Two weeks before school started, the iPads arrived. Sixth-grade English teacher Laurie Guyon, who had never touched the device before, suddenly found herself in the midst of an exploratory 1:1 pilot. Her mission: Give it a try and see what happens.
So she did. The first year, she and her students began to learn coding along with essay writing. Before long, they were programming robots to act out the hero’s journey.
“I kind of fell in love with it,” she says. “From the first moment we did something on the iPad, I saw a higher level of engagement from students. There was a deeper learning that I started to see happen. I felt like it opened up more of the world and allowed some opportunities I would never have tried in the classroom.”
Having pioneered her own tech integration journey, Guyon serves as a guide for other New York teachers who were thrust into a massive exploratory pilot last spring: Making the shift to online learning. As assistant coordinator for model schools at the Washington-Saratoga-Warren-Hamilton-Essex Board of Cooperative Educational Services in New York, she provides professional learning for teachers in 31 districts across the state, impacting nearly 40,000 students.
Throughout the COVID-19 pandemic, Guyon hosted virtual office hours to give teachers a place where they could drop in, ask questions and try things out. As teachers with varying technology comfort levels struggle to take their lessons online, she helps shepherd them through the basics of getting their classrooms connected and into discussions about best practices for teaching with technology.
“I feel like I’m ready for a lot of them to move past level one, especially since the pandemic,” she says. “Where do we go from here? Now that we understand how to make a Google Slide, what are we going to do with it, and how will it impact students? I want to get to where students are using technology to create, collaborate and communicate, to do things in the classroom that really engage them in the learning process.”
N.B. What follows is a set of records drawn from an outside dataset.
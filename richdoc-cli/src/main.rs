// Command-line interface for richdoc
//
// This binary converts between markdown (with the editor's variable, mention and
// checklist tokens), plain text and document JSON, and exposes the engine's
// other entry points for scripting and debugging.
//
// Usage:
//  richdoc <input> --to <format> [--from <format>] [--output <file>]  - Convert between formats (default)
//  richdoc convert <input> --to <format> [--from <format>] [-o <file>] - Same as above (explicit)
//  richdoc normalize <input> [--from <format>] [-o <file>]             - Normalize, write document JSON
//  richdoc checklists <input>                                          - List checklist items as JSON
//  richdoc paste <text-file> [--json <file>]                           - Run the clipboard paste path
//  richdoc inspect <input> [<transform>]                               - View the parsed document
//
// Global options:
//  --config <path>   layer a richdoc.toml over the built-in defaults
//  --plain           read and write with markdown syntax disabled
//
// Logging goes to stderr and is controlled by RICHDOC_LOG (e.g. RICHDOC_LOG=debug).

mod transforms;

use anyhow::{bail, Context, Result};
use clap::{Arg, ArgAction, ArgMatches, Command, ValueHint};
use richdoc::clipboard::{from_clipboard, ClipboardPayload};
use richdoc::{extract_checklists, normalize, serialize_with, Document, FormatRegistry};
use richdoc_config::{Loader, RichdocConfig};
use std::fs;
use tracing_subscriber::EnvFilter;

const SUBCOMMANDS: &[&str] = &["convert", "normalize", "checklists", "paste", "inspect", "help"];

fn build_cli() -> Command {
    Command::new("richdoc")
        .version(env!("CARGO_PKG_VERSION"))
        .about("Convert rich-text documents between markdown, plain text and JSON")
        .long_about(
            "richdoc reads and writes the document model of a rich-text editor.\n\n\
            Markdown input may carry the editor's own tokens:\n  \
            {{apiName}}                  variable (resolved against configured variables)\n  \
            [name|userId]                mention\n  \
            [clist:list|item]..[/clist]  checklist item\n  \
            ![name](url)                 attachment\n\n\
            Examples:\n  \
            richdoc notes.md --to json               # Markdown to document JSON (stdout)\n  \
            richdoc doc.json --to markdown -o out.md # JSON back to markdown\n  \
            richdoc inspect notes.md blocks          # One line per parsed block",
        )
        .arg_required_else_help(true)
        .subcommand_required(false)
        .arg(
            Arg::new("config")
                .long("config")
                .value_name("PATH")
                .help("Path to a richdoc.toml configuration file")
                .value_hint(ValueHint::FilePath)
                .global(true),
        )
        .arg(
            Arg::new("plain")
                .long("plain")
                .help("Disable markdown syntax when reading and writing")
                .action(ArgAction::SetTrue)
                .global(true),
        )
        .subcommand(
            Command::new("convert")
                .about("Convert between document formats (default command)")
                .long_about(
                    "Convert documents between formats.\n\n\
                    Supported formats:\n  \
                    - markdown: Markdown with tokens (.md)\n  \
                    - plain:    Tokens only (.txt)\n  \
                    - json:     Document model (.json)\n\n\
                    The source format is auto-detected from the file extension.\n\
                    Output goes to stdout by default, or use -o to specify a file.",
                )
                .arg(input_arg())
                .arg(from_arg())
                .arg(
                    Arg::new("to")
                        .long("to")
                        .help("Target format (required)")
                        .required(true)
                        .value_hint(ValueHint::Other),
                )
                .arg(output_arg()),
        )
        .subcommand(
            Command::new("normalize")
                .about("Normalize a document and write it as JSON")
                .arg(input_arg())
                .arg(from_arg())
                .arg(output_arg()),
        )
        .subcommand(
            Command::new("checklists")
                .about("List the checklist items of a markdown file as JSON")
                .arg(input_arg()),
        )
        .subcommand(
            Command::new("paste")
                .about("Convert clipboard content the way a paste would")
                .long_about(
                    "Runs the paste path on a plain-text file, optionally together with the\n\
                    document JSON a copy from the editor places on the clipboard.\n\n\
                    Prints the resulting document JSON, or nothing when the content holds\n\
                    no variable tokens and would be pasted as-is.",
                )
                .arg(input_arg())
                .arg(
                    Arg::new("json")
                        .long("json")
                        .value_name("PATH")
                        .help("Document JSON offered alongside the text")
                        .value_hint(ValueHint::FilePath),
                ),
        )
        .subcommand(
            Command::new("inspect")
                .about("Inspect the document a markdown file parses to")
                .arg(input_arg())
                .arg(
                    Arg::new("transform")
                        .help("View to render. Defaults to 'blocks'")
                        .required(false)
                        .value_parser(clap::builder::PossibleValuesParser::new(
                            transforms::AVAILABLE_TRANSFORMS,
                        ))
                        .index(2)
                        .value_hint(ValueHint::Other),
                )
                .arg(
                    Arg::new("normalize")
                        .long("normalize")
                        .help("Normalize the document before rendering")
                        .action(ArgAction::SetTrue),
                ),
        )
}

fn input_arg() -> Arg {
    Arg::new("input")
        .help("Input file path")
        .required(true)
        .index(1)
        .value_hint(ValueHint::FilePath)
}

fn from_arg() -> Arg {
    Arg::new("from")
        .long("from")
        .help("Source format (auto-detected from file extension if not specified)")
        .value_hint(ValueHint::Other)
}

fn output_arg() -> Arg {
    Arg::new("output")
        .long("output")
        .short('o')
        .help("Output file path (defaults to stdout)")
        .value_hint(ValueHint::FilePath)
}

fn main() {
    tracing_subscriber::fmt()
        .with_env_filter(
            EnvFilter::try_from_env("RICHDOC_LOG").unwrap_or_else(|_| EnvFilter::new("warn")),
        )
        .with_writer(std::io::stderr)
        .init();

    let args: Vec<String> = std::env::args().collect();
    let cli = build_cli();
    let matches = match cli.clone().try_get_matches_from(&args) {
        Ok(m) => m,
        Err(e) => {
            // A bare file argument means the default convert command.
            if args.len() > 1 && !args[1].starts_with('-') && !SUBCOMMANDS.contains(&args[1].as_str())
            {
                let mut new_args = vec![args[0].clone(), "convert".to_string()];
                new_args.extend_from_slice(&args[1..]);
                match cli.try_get_matches_from(&new_args) {
                    Ok(m) => m,
                    Err(e2) => e2.exit(),
                }
            } else {
                e.exit();
            }
        }
    };

    if let Err(err) = run(&matches) {
        eprintln!("Error: {err:#}");
        std::process::exit(1);
    }
}

fn run(matches: &ArgMatches) -> Result<()> {
    let config = load_cli_config(
        matches.get_one::<String>("config").map(|s| s.as_str()),
        matches.get_flag("plain"),
    )?;

    match matches.subcommand() {
        Some(("convert", sub)) => {
            let input = required(sub, "input")?;
            let to = required(sub, "to")?;
            let from = resolve_from(sub, input)?;
            handle_convert_command(input, &from, to, output_path(sub), &config)
        }
        Some(("normalize", sub)) => {
            let input = required(sub, "input")?;
            let from = resolve_from(sub, input)?;
            handle_normalize_command(input, &from, output_path(sub), &config)
        }
        Some(("checklists", sub)) => handle_checklists_command(required(sub, "input")?),
        Some(("paste", sub)) => handle_paste_command(
            required(sub, "input")?,
            sub.get_one::<String>("json").map(|s| s.as_str()),
            &config,
        ),
        Some(("inspect", sub)) => {
            let transform = sub
                .get_one::<String>("transform")
                .map(|s| s.as_str())
                .unwrap_or("blocks");
            handle_inspect_command(
                required(sub, "input")?,
                transform,
                sub.get_flag("normalize"),
                &config,
            )
        }
        _ => bail!("Unknown subcommand. Use --help for usage information."),
    }
}

fn required<'a>(matches: &'a ArgMatches, name: &str) -> Result<&'a str> {
    matches
        .get_one::<String>(name)
        .map(|s| s.as_str())
        .with_context(|| format!("missing argument '{name}'"))
}

fn output_path(matches: &ArgMatches) -> Option<&str> {
    matches.get_one::<String>("output").map(|s| s.as_str())
}

/// Explicit `--from`, or the format the input's extension maps to.
fn resolve_from(matches: &ArgMatches, input: &str) -> Result<String> {
    if let Some(from) = matches.get_one::<String>("from") {
        return Ok(from.clone());
    }
    FormatRegistry::default()
        .detect_format_from_filename(input)
        .with_context(|| {
            format!("Could not detect format from filename '{input}'. Please specify --from explicitly")
        })
}

fn read_input(path: &str) -> Result<String> {
    fs::read_to_string(path).with_context(|| format!("Error reading file '{path}'"))
}

fn write_output(output: Option<&str>, text: &str) -> Result<()> {
    match output {
        Some(path) => fs::write(path, text).with_context(|| format!("Error writing file '{path}'")),
        None => {
            print!("{text}");
            Ok(())
        }
    }
}

fn load_document(input: &str, from: &str, config: &RichdocConfig) -> Result<Document> {
    let registry = FormatRegistry::default();
    let source = read_input(input)?;
    registry
        .parse(&source, from, &config.parse_context())
        .with_context(|| format!("Parse error in '{input}'"))
}

/// Handle the convert command
fn handle_convert_command(
    input: &str,
    from: &str,
    to: &str,
    output: Option<&str>,
    config: &RichdocConfig,
) -> Result<()> {
    let registry = FormatRegistry::default();
    registry.get(from)?;
    registry.get(to)?;

    let doc = load_document(input, from, config)?;
    tracing::debug!(input, from, to, blocks = doc.blocks().len(), "converting");

    // Markdown output honors the configured serializer settings.
    let text = if to == "markdown" {
        serialize_with(&doc, &config.serialize_options())
    } else {
        registry.serialize(&doc, to).context("Serialization error")?
    };
    write_output(output, &text)
}

fn handle_normalize_command(
    input: &str,
    from: &str,
    output: Option<&str>,
    config: &RichdocConfig,
) -> Result<()> {
    let doc = normalize(load_document(input, from, config)?);
    let json = serde_json::to_string_pretty(&doc).context("JSON serialization failed")?;
    write_output(output, &json)
}

fn handle_checklists_command(input: &str) -> Result<()> {
    let source = read_input(input)?;
    let entries = extract_checklists(&source);
    let json = serde_json::to_string_pretty(&entries).context("JSON serialization failed")?;
    println!("{json}");
    Ok(())
}

fn handle_paste_command(input: &str, json: Option<&str>, config: &RichdocConfig) -> Result<()> {
    let payload = ClipboardPayload {
        document_json: json.map(read_input).transpose()?,
        plain_text: read_input(input)?,
    };
    let context = config.parse_context();
    match from_clipboard(&payload, &context.variables, context.markdown_enabled) {
        Some(doc) => {
            let json = serde_json::to_string_pretty(&doc).context("JSON serialization failed")?;
            println!("{json}");
        }
        None => tracing::info!(input, "no variable tokens; content pastes as-is"),
    }
    Ok(())
}

/// Handle the inspect command
fn handle_inspect_command(
    input: &str,
    transform: &str,
    normalized: bool,
    config: &RichdocConfig,
) -> Result<()> {
    let source = read_input(input)?;
    let output =
        transforms::execute_transform(&source, transform, &config.parse_context(), normalized)
            .map_err(anyhow::Error::msg)
            .context("Execution error")?;
    print!("{output}");
    Ok(())
}

fn load_cli_config(explicit_path: Option<&str>, plain: bool) -> Result<RichdocConfig> {
    let loader = Loader::new().with_optional_file("richdoc.toml");
    let mut loader = if let Some(path) = explicit_path {
        loader.with_file(path)
    } else {
        loader
    };
    if plain {
        loader = loader
            .set_override("parse.markdown_enabled", false)?
            .set_override("serialize.markdown_enabled", false)?;
    }
    loader.build().context("Failed to load configuration")
}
Guyon draws upon the ISTE Standards to help propel teachers past the beginning stages of tech integration. In March 2019, she decided to pursue ISTE Certification not just for herself, but for a cohort of more than 40 interested educators. She hosted the training and set up a Slack channel for support as they made their way through the self-paced online work. Now she uses what she learned to help teachers examine their digital lessons and activities through different lenses to determine the best way to their achieve learning goals.
“I get excited about teachers trying new things,” she says. “It gives me a window into a lot of different classrooms. I see how different teachers run their classrooms, and I see the best practices emerge as we start to understand what works well. It fuels me, makes me want to try something new.”
As someone who has used technology to teach both students and teachers, Guyon has developed the following best practices of her own:
1. Learn alongside your students
When Guyon first led her sixth graders through Hour of Code, she had never written a line of code in her life. They learned it together — and discovered a hidden expert in the room. An English language learner who rarely spoke to anyone became the day’s hero as he walked around the room and helped his peers troubleshoot their code.
By becoming a co-learner, teachers empower students to take charge of their own learning while also modeling the habits of a lifelong learner. For educators who feel outside of their depth with technology, simply saying, “Let’s learn it together” can lead to powerful experiences.
2. Think in mini-lessons
Students don’t get better at something by listening to a teacher deliver a lesson. The real learning happens once they start practicing the skill. Breaking subjects down into 10-minute mini-lessons followed by an activity or practice period helps make learning more digestible and gives students the opportunity to try out new information right away.
3. Make connections
Learning to code may not seem like an obvious fit for an English classroom, but Guyon quickly saw its value — and didn’t hesitate to point it out to her students.
“Kids never want to rewrite and fix their work, but when they have a robot on the floor and it’s not moving, they’re going to rewrite until they get it right. Now they see the purpose of editing — as long as you bridge that correlation for them. I’d tell them to think of it like code, and then it was a lot easier to get them to edit their essays.”
4. Allow time to explore
When teaching a new technology to either students or fellow educators, Guyon doesn’t deliver much instruction beyond how to log in. Then she sets them free to explore. Once they’ve had time to play around with the app and figure out how it works, she starts building the lesson from there.
“A lot of times it’s just a matter of getting out of the student’s way,” she says.